Ms Kemble Welch, a parent of an EB child, said that the chronic skin disorder has huge implications for those inflicted with EB and also for their families and cited bath-time as an example.

“While bath-time for most children is a fun activity, for EB sufferers and us, as parents, the daily bathing regime, in a saline solution and the application of ointments and sterile bandages, is agonizing. The three-hour process is sometimes undertaken by ‘bathers’, who relieve parents of the anguish of bathing their own children,” she said.

EB has no cure and, if EB children don’t die at a relatively young age from complications like septicaemia, they run a high risk of developing skin cancer at a later age, because of the severity of their skin damage.

Despite coping with extraordinary pain, EB children are remarkable and, like all children, want to live their lives as fully and normally as possible.

DEBRA-NZ is appealing for support and hopes to raise $150,000. Bright pink donation boxes, decorated with butterflies, will be at Amcal pharmacies throughout New Zealand until Christmas.

Funds raised will assist with projects that will significantly help the children and adults in
New Zealand who live with the daily pain of EB. Among the projects are:
Part-time specialist EB nurse
Funding of a part-time specialist nurse to give support and advise to all EB sufferers in New Zealand.
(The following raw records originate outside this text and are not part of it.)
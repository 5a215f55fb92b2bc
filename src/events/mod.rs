pub mod app_event;
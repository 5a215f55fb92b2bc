use super::state::{AppState, AuthMode, NEW_CHAT_ID, ProfileEdit, SocketHandle};
use crate::{
    app::config::Config,
    core::{
        api::ApiClient,
        chat::ChatClient,
        session::{AuthMessage, Session, SessionClient},
        socket::{FilePayload, OutboundFrame, SocketClient},
    },
    events::app_event::{AppEvent, ChatEvent},
    models::message::{ChatMessage, FileRef},
    utils::files::{mime_for_name, name_from_path},
};
use base64::{Engine as _, engine::general_purpose::STANDARD as BASE64_STANDARD};
use tokio::sync::mpsc;
use url::Url;

pub fn reduce(
    state: &mut AppState,
    event: AppEvent,
    config: &mut Config,
    event_tx: mpsc::Sender<AppEvent>,
) {
    match event {
        AppEvent::ConfigLoaded(result) => {
            handle_config_loaded(result, config);
        }
        AppEvent::SilentLoginComplete(result) => {
            handle_silent_login_complete(state, result, config, event_tx);
        }
        AppEvent::Auth(auth_message) => {
            handle_auth_message(state, auth_message, config, event_tx);
        }
        AppEvent::Chat(chat_event) => {
            handle_chat_event(state, chat_event);
        }
        AppEvent::ChatsLoaded(result) => {
            handle_chats_loaded(state, result);
        }
        AppEvent::HistoryLoaded(result) => {
            handle_history_loaded(state, result);
        }
        AppEvent::FilePicked { name, mime, data } => {
            handle_file_picked(state, name, mime, data);
        }
        AppEvent::ProfileUpdated(result) => {
            handle_profile_updated(state, result, config, event_tx);
        }
    }
}

/// Spawns the transport task for one chat thread and hands back its
/// outbound channel. The previous thread's handle must be shut down first.
pub fn spawn_socket(
    server_url: &Url,
    chat_id: &str,
    access_token: String,
    event_tx: mpsc::Sender<AppEvent>,
) -> SocketHandle {
    let (outbound_tx, outbound_rx) = mpsc::channel(32);
    let client = SocketClient::new(
        server_url.clone(),
        chat_id.to_string(),
        access_token,
        event_tx,
    );
    let task = tokio::spawn(async move {
        if let Err(e) = client.run(outbound_rx).await {
            tracing::error!("Chat socket task failed: {}", e);
        }
    });
    SocketHandle { task, outbound_tx }
}

fn handle_config_loaded(result: Result<Config, eyre::Report>, config: &mut Config) {
    if let Ok(loaded_config) = result {
        *config = loaded_config;
    }
    // If config loading fails, the defaults stay in place and the silent
    // login will fail into the signed-out screen on its own.
}

fn handle_silent_login_complete(
    state: &mut AppState,
    result: Result<Session, eyre::Report>,
    config: &mut Config,
    event_tx: mpsc::Sender<AppEvent>,
) {
    match result {
        Ok(session) => {
            handle_successful_login(state, session, config, event_tx);
        }
        Err(e) => {
            tracing::info!("Silent login failed: {}. Showing the login screen.", e);
            *state = AppState::signed_out();
        }
    }
}

fn handle_auth_message(
    state: &mut AppState,
    msg: AuthMessage,
    config: &mut Config,
    event_tx: mpsc::Sender<AppEvent>,
) {
    if let AppState::Authenticating { return_mode, .. } = state {
        let return_mode = *return_mode;
        match msg {
            AuthMessage::Success(session) => {
                handle_successful_login(state, session, config, event_tx);
            }
            AuthMessage::SignupComplete(profile) => {
                *state = AppState::SignedOut {
                    mode: AuthMode::Login,
                    email_input: profile.email.unwrap_or_default(),
                    username_input: String::new(),
                    password_input: String::new(),
                    error: None,
                    notice: Some("Account created. Log in with your new credentials.".to_string()),
                };
            }
            AuthMessage::Error(err) => {
                *state = AppState::SignedOut {
                    mode: return_mode,
                    email_input: String::new(),
                    username_input: String::new(),
                    password_input: String::new(),
                    error: Some(err),
                    notice: None,
                };
            }
        }
    }
}

fn handle_successful_login(
    state: &mut AppState,
    session: Session,
    config: &mut Config,
    event_tx: mpsc::Sender<AppEvent>,
) {
    let base_url = match Url::parse(&config.server_url) {
        Ok(url) => url,
        Err(e) => {
            *state = AppState::SignedOut {
                mode: AuthMode::Login,
                email_input: String::new(),
                username_input: String::new(),
                password_input: String::new(),
                error: Some(format!("Invalid server URL {:?}: {}", config.server_url, e)),
                notice: None,
            };
            return;
        }
    };

    let api = match ApiClient::new(base_url.clone(), session.tokens.clone()) {
        Ok(api) => api,
        Err(e) => {
            tracing::error!("Failed to build API client: {}", e);
            *state = AppState::signed_out();
            return;
        }
    };

    // A fresh thread is open from the start; the backend mints its uuid.
    let socket = spawn_socket(
        &base_url,
        NEW_CHAT_ID,
        api.access_token(),
        event_tx.clone(),
    );

    let chat_client = ChatClient::new(api.clone());
    let tx = event_tx.clone();
    tokio::spawn(async move {
        let result = chat_client.list_chats().await;
        let _ = tx.send(AppEvent::ChatsLoaded(result)).await;
    });

    *state = AppState::LoggedIn {
        session,
        api,
        chats: Vec::new(),
        current_chat: NEW_CHAT_ID.to_string(),
        messages: Vec::new(),
        draft: String::new(),
        awaiting_reply: false,
        socket: Some(socket),
        last_error: None,
        profile_edit: ProfileEdit::default(),
        show_profile_window: false,
    };
}

fn handle_chat_event(state: &mut AppState, event: ChatEvent) {
    if let AppState::LoggedIn {
        messages,
        awaiting_reply,
        last_error,
        ..
    } = state
    {
        match event {
            ChatEvent::Connected => {
                tracing::info!("Chat socket connected");
            }
            ChatEvent::MessageReceived(inbound) => {
                let file = inbound.file.as_deref().map(|path| FileRef {
                    name: name_from_path(path),
                    mime: mime_for_name(path),
                });
                messages.push(ChatMessage::assistant(
                    inbound.uuid,
                    inbound.content,
                    file,
                    inbound.timestamp,
                ));
                *awaiting_reply = false;
            }
            ChatEvent::Disconnected(reason) => {
                *last_error = Some(format!("Chat connection closed: {reason}"));
                *awaiting_reply = false;
            }
            ChatEvent::SendError(err) => {
                *last_error = Some(format!("Failed to send: {err}"));
                *awaiting_reply = false;
            }
        }
    }
}

fn handle_chats_loaded(
    state: &mut AppState,
    result: Result<Vec<crate::core::chat::ChatSummary>, eyre::Report>,
) {
    if let AppState::LoggedIn {
        chats, last_error, ..
    } = state
    {
        match result {
            Ok(loaded) => {
                tracing::info!("Loaded {} chats", loaded.len());
                *chats = loaded;
            }
            Err(e) => {
                *last_error = Some(format!("Could not load chats: {e}"));
            }
        }
    }
}

fn handle_history_loaded(
    state: &mut AppState,
    result: Result<Vec<ChatMessage>, eyre::Report>,
) {
    if let AppState::LoggedIn {
        messages,
        last_error,
        ..
    } = state
    {
        match result {
            Ok(history) => {
                *messages = history;
            }
            Err(e) => {
                *last_error = Some(format!("Could not load messages: {e}"));
            }
        }
    }
}

fn handle_file_picked(state: &mut AppState, name: String, mime: String, data: Vec<u8>) {
    if let AppState::LoggedIn {
        messages,
        awaiting_reply,
        socket,
        last_error,
        ..
    } = state
    {
        let Some(socket) = socket else {
            *last_error = Some("Not connected".to_string());
            return;
        };

        let payload = FilePayload {
            name: name.clone(),
            mime: mime.clone(),
            data: BASE64_STANDARD.encode(&data),
        };
        match socket.outbound_tx.try_send(OutboundFrame::file(payload)) {
            Ok(()) => {
                messages.push(ChatMessage::user(
                    "Uploaded a file".to_string(),
                    Some(FileRef { name, mime }),
                ));
                *awaiting_reply = true;
            }
            Err(e) => {
                *last_error = Some(format!("Failed to send file: {e}"));
            }
        }
    }
}

fn handle_profile_updated(
    state: &mut AppState,
    result: Result<crate::models::user::UserProfile, eyre::Report>,
    config: &mut Config,
    event_tx: mpsc::Sender<AppEvent>,
) {
    if let AppState::LoggedIn {
        session,
        last_error,
        show_profile_window,
        ..
    } = state
    {
        match result {
            Ok(profile) => {
                session.profile = profile.clone();
                *show_profile_window = false;

                // Keep the persisted blob in sync, as the login flow does.
                if let Ok(base_url) = Url::parse(&config.server_url) {
                    match SessionClient::new(base_url, event_tx) {
                        Ok(client) => {
                            tokio::spawn(async move {
                                if let Err(e) = client.save_profile(&profile).await {
                                    tracing::error!("Failed to persist profile: {}", e);
                                }
                            });
                        }
                        Err(e) => {
                            tracing::error!("Failed to build session client: {}", e);
                        }
                    }
                }
            }
            Err(e) => {
                *last_error = Some(format!("Profile update failed: {e}"));
            }
        }
    }
}

#[cfg(test)]
mod tests {
    use super::*;
    use crate::core::api::SessionTokens;
    use crate::core::socket::InboundMessage;
    use crate::models::user::UserProfile;
    use pretty_assertions::assert_eq;

    fn logged_in_state() -> AppState {
        let tokens = SessionTokens {
            access: "a".to_string(),
            refresh: "r".to_string(),
        };
        let api = ApiClient::new(Url::parse("http://localhost:8000").unwrap(), tokens.clone())
            .unwrap();
        AppState::LoggedIn {
            session: Session {
                tokens,
                profile: UserProfile {
                    username: "ada".to_string(),
                    email: None,
                    avatar: None,
                    api_key: None,
                },
            },
            api,
            chats: Vec::new(),
            current_chat: NEW_CHAT_ID.to_string(),
            messages: Vec::new(),
            draft: String::new(),
            awaiting_reply: true,
            socket: None,
            last_error: None,
            profile_edit: ProfileEdit::default(),
            show_profile_window: false,
        }
    }

    #[test]
    fn an_inbound_frame_becomes_an_animated_assistant_message() {
        let mut state = logged_in_state();
        handle_chat_event(
            &mut state,
            ChatEvent::MessageReceived(InboundMessage {
                uuid: "m1".to_string(),
                content: "hello".to_string(),
                file: None,
                timestamp: None,
            }),
        );

        let AppState::LoggedIn {
            messages,
            awaiting_reply,
            ..
        } = &state
        else {
            panic!("expected logged-in state");
        };
        assert_eq!(messages.len(), 1);
        assert!(!messages[0].is_user);
        assert!(messages[0].is_new);
        assert!(!awaiting_reply);
    }

    #[test]
    fn a_disconnect_surfaces_as_a_notification_not_a_crash() {
        let mut state = logged_in_state();
        handle_chat_event(&mut state, ChatEvent::Disconnected("gone".to_string()));

        let AppState::LoggedIn { last_error, .. } = &state else {
            panic!("expected logged-in state");
        };
        assert_eq!(
            last_error.as_deref(),
            Some("Chat connection closed: gone")
        );
    }
}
The nurse will also to be available to provide expert postnatal care for new babies born with EB.
It is important to note that a parent has no forewarning that their baby may be born with severe EB and it is highly unlikely that attending medical professionals will have experience or expertise in dealing with EB.

A life-experience camp:
Organising a camp for EB sufferers in the Oceania region, at the Outdoor Pursuits Centre in the central North Island of New Zealand.

National conference:
Holding a national conference for EB families and the medical fraternity, bringing to New Zealand leading overseas-based medical specialists to share recent developments in research and the treatment of EB abroad.

USA skin disorder camps:
Sending each of our EB children to a camp in the USA. Every year, members of the American Academy of Dermatology organise summer camps in the USA for children with rare skin disorders where specialist dermatologists are on-hand to assist and advise the children. The camps are a rare opportunity for children to spend time with others of a similar age and condition.

Contribution to international research:
The most promising potential remedy for EB is in the field of genetic research. International research efforts are being co-ordinated to avoid duplication and to speed up the discovery of a cure. At this stage, New Zealand is not involved but DEBRA-NZ aims to build sufficient funds to make a positive contribution to research efforts to find a cure.

Annual international EB conference:
Every year DEBRA groups around the world meet to share ideas and information. It is important for all EB sufferers (children and adults) in New Zealand to be part of the global EB network to share in new development and support systems.